I put my foot down on the brown, ugly road to get across.

“No, wait!” Anola pulls me by my hair back to the green moss.

I fall over onto the green moist moss and as I’m on the ground, I can see that the brown ugly road is moving in a perfect form like a synchronized pattern. It looks like huge worms, one right after the other. There are rows and rows of them. It looks like huge worms, one right after the other. Dirt is flying up around them as they move in a straight line. They are moving too fast.

“Those are the Timesman worms. They keep time here in our world. You must jump over them. They can’t be disturbed.”

“I saw something when I touched it, a... a... a clock or a formation, and there were four missing or—” Anola puts her hand over my mouth to stop me from talking.

“Please, we must go. I will explain everything in time,” she pleads.

“Ok,” I say as I take a step back, away from the huge, brown river of worms, and take a running jump. As I push off of my left leg, my right leg soars in split formation in front of me and I feel like I’m flying. I grab ahold of my crescent stone. Out of instinct it feels like, and I float across the road like magic. I make it to the other side.

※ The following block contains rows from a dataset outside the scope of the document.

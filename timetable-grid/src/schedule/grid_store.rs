use std::collections::HashMap;
use tracing::debug;

use crate::error::GridError;
use super::types::{Assignment, GridDimensions, SlotChange, SlotCoordinate, SlotEntry};

/// Sole owner of the timetable grid: slot -> assignment.
/// Unassigned slots are simply absent from the map.
#[derive(Debug, Clone, Default)]
pub struct GridStore {
    dimensions: GridDimensions,
    slots: HashMap<SlotCoordinate, Assignment>,
}

impl GridStore {
    pub fn new(dimensions: GridDimensions) -> Self {
        Self {
            dimensions,
            slots: HashMap::new(),
        }
    }

    /// Builds a store pre-seeded from an external source. Later entries for
    /// the same coordinate overwrite earlier ones.
    pub fn with_entries<I>(dimensions: GridDimensions, entries: I) -> Result<Self, GridError>
    where
        I: IntoIterator<Item = (SlotCoordinate, Assignment)>,
    {
        let mut store = Self::new(dimensions);
        for (coord, assignment) in entries {
            store.set(coord, assignment)?;
        }
        Ok(store)
    }

    pub fn dimensions(&self) -> GridDimensions {
        self.dimensions
    }

    fn out_of_range(&self, day: i64, period: i64) -> GridError {
        GridError::OutOfRange {
            day,
            period,
            days: self.dimensions.days,
            periods: self.dimensions.periods,
        }
    }

    /// Rejects coordinates outside the configured day/period domain
    pub fn check(&self, coord: SlotCoordinate) -> Result<(), GridError> {
        if self.dimensions.contains(coord) {
            Ok(())
        } else {
            Err(self.out_of_range(coord.day.into(), coord.period.into()))
        }
    }

    /// Validates raw integers (e.g. from a request) into a coordinate of this grid
    pub fn coordinate(&self, day: i64, period: i64) -> Result<SlotCoordinate, GridError> {
        let (Ok(d), Ok(p)) = (u8::try_from(day), u8::try_from(period)) else {
            return Err(self.out_of_range(day, period));
        };
        let coord = SlotCoordinate::new(d, p);
        self.check(coord)?;
        Ok(coord)
    }

    pub fn get(&self, coord: SlotCoordinate) -> Result<Option<&Assignment>, GridError> {
        self.check(coord)?;
        Ok(self.slots.get(&coord))
    }

    /// Inserts or overwrites; returns the previous assignment if there was one
    pub fn set(&mut self, coord: SlotCoordinate, assignment: Assignment) -> Result<Option<Assignment>, GridError> {
        self.check(coord)?;
        debug!(%coord, course = %assignment.course_id, "slot assigned");
        Ok(self.slots.insert(coord, assignment))
    }

    /// Clears the slot; absent entries are not an error
    pub fn remove(&mut self, coord: SlotCoordinate) -> Result<Option<Assignment>, GridError> {
        self.check(coord)?;
        let removed = self.slots.remove(&coord);
        if removed.is_some() {
            debug!(%coord, "slot cleared");
        }
        Ok(removed)
    }

    /// Exchanges or relocates the contents of two slots, decided by occupancy:
    /// both occupied swap, one occupied moves into the other, neither is a no-op.
    /// Both coordinates are validated before anything is touched.
    pub fn move_or_swap(&mut self, a: SlotCoordinate, b: SlotCoordinate) -> Result<SlotChange, GridError> {
        self.check(a)?;
        self.check(b)?;
        if a == b {
            return Ok(SlotChange::Unchanged);
        }

        let change = match (self.slots.remove(&a), self.slots.remove(&b)) {
            (Some(first), Some(second)) => {
                self.slots.insert(a, second);
                self.slots.insert(b, first);
                SlotChange::Swapped { first: a, second: b }
            }
            (Some(first), None) => {
                self.slots.insert(b, first);
                SlotChange::Moved { from: a, to: b }
            }
            (None, Some(second)) => {
                self.slots.insert(a, second);
                SlotChange::Moved { from: b, to: a }
            }
            (None, None) => SlotChange::Unchanged,
        };
        debug!(?change, "move_or_swap applied");
        Ok(change)
    }

    /// Number of occupied slots
    pub fn len(&self) -> usize {
        self.slots.len()
    }

    pub fn is_empty(&self) -> bool {
        self.slots.is_empty()
    }

    /// Occupied slots in arbitrary order
    pub fn iter(&self) -> impl Iterator<Item = (SlotCoordinate, &Assignment)> {
        self.slots.iter().map(|(coord, assignment)| (*coord, assignment))
    }

    /// Occupied slots ordered by (day, period)
    pub fn snapshot(&self) -> Vec<SlotEntry> {
        let mut entries: Vec<SlotEntry> = self
            .slots
            .iter()
            .map(|(coord, assignment)| SlotEntry {
                day: coord.day,
                period: coord.period,
                assignment: assignment.clone(),
            })
            .collect();
        entries.sort_by_key(|e| (e.day, e.period));
        entries
    }

    /// Snapshot restricted to one class; `None` means every class
    pub fn snapshot_for_class(&self, class_id: Option<&str>) -> Vec<SlotEntry> {
        let mut entries = self.snapshot();
        if let Some(class_id) = class_id {
            entries.retain(|e| e.assignment.class_id == class_id);
        }
        entries
    }
}
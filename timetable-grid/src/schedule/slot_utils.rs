use std::collections::BTreeMap;

use crate::config::TimetableConfig;
use super::grid_store::GridStore;
use super::types::SlotCoordinate;

/// Human label for a slot, e.g. "周一 第一节 (08:00-08:45)".
/// Falls back to raw indices for coordinates the config doesn't know.
pub fn slot_label(config: &TimetableConfig, coord: SlotCoordinate) -> String {
    let day = config
        .day_label(coord.day)
        .map(str::to_string)
        .unwrap_or_else(|| format!("day {}", coord.day));
    match config.period(coord.period) {
        Some(period) => format!("{} {} ({})", day, period.name, period.time_range()),
        None => format!("{} period {}", day, coord.period),
    }
}

/// Number of occupied slots per day index, including empty days
pub fn occupancy_by_day(store: &GridStore) -> BTreeMap<u8, usize> {
    let mut counts: BTreeMap<u8, usize> = (0..store.dimensions().days).map(|d| (d, 0)).collect();
    for (coord, _) in store.iter() {
        *counts.entry(coord.day).or_insert(0) += 1;
    }
    counts
}

/// Parses "day,period" or "day:period" as typed on the command line
pub fn parse_coordinate(raw: &str) -> Option<SlotCoordinate> {
    let (day, period) = raw.trim().split_once([',', ':'])?;
    Some(SlotCoordinate::new(day.trim().parse().ok()?, period.trim().parse().ok()?))
}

“If they are disturbed, time is lost.” Says Anola, waving for me to hurry.

“What do you mean, time is lost?” I ask, stopping. “Where am I? What is this pla--?”

“Shhh,” Anola says, gesturing with her four little hands to her mouth, signaling for me to keep quiet.

“The sticky hollow will hear you.”

My eyes widen as we push through stalks of long-stemmed flowers. I look up and there are wings of flower petals dancing to the ground, making a white path in front of us like they want to show us where to walk. I turn to my right and see a bush with pink frosted flowers on it. It looks like my mother’s bush in the front yard. Wait, I smell... hm, is that my honey? The kind I love? The kind that melts in your mouth?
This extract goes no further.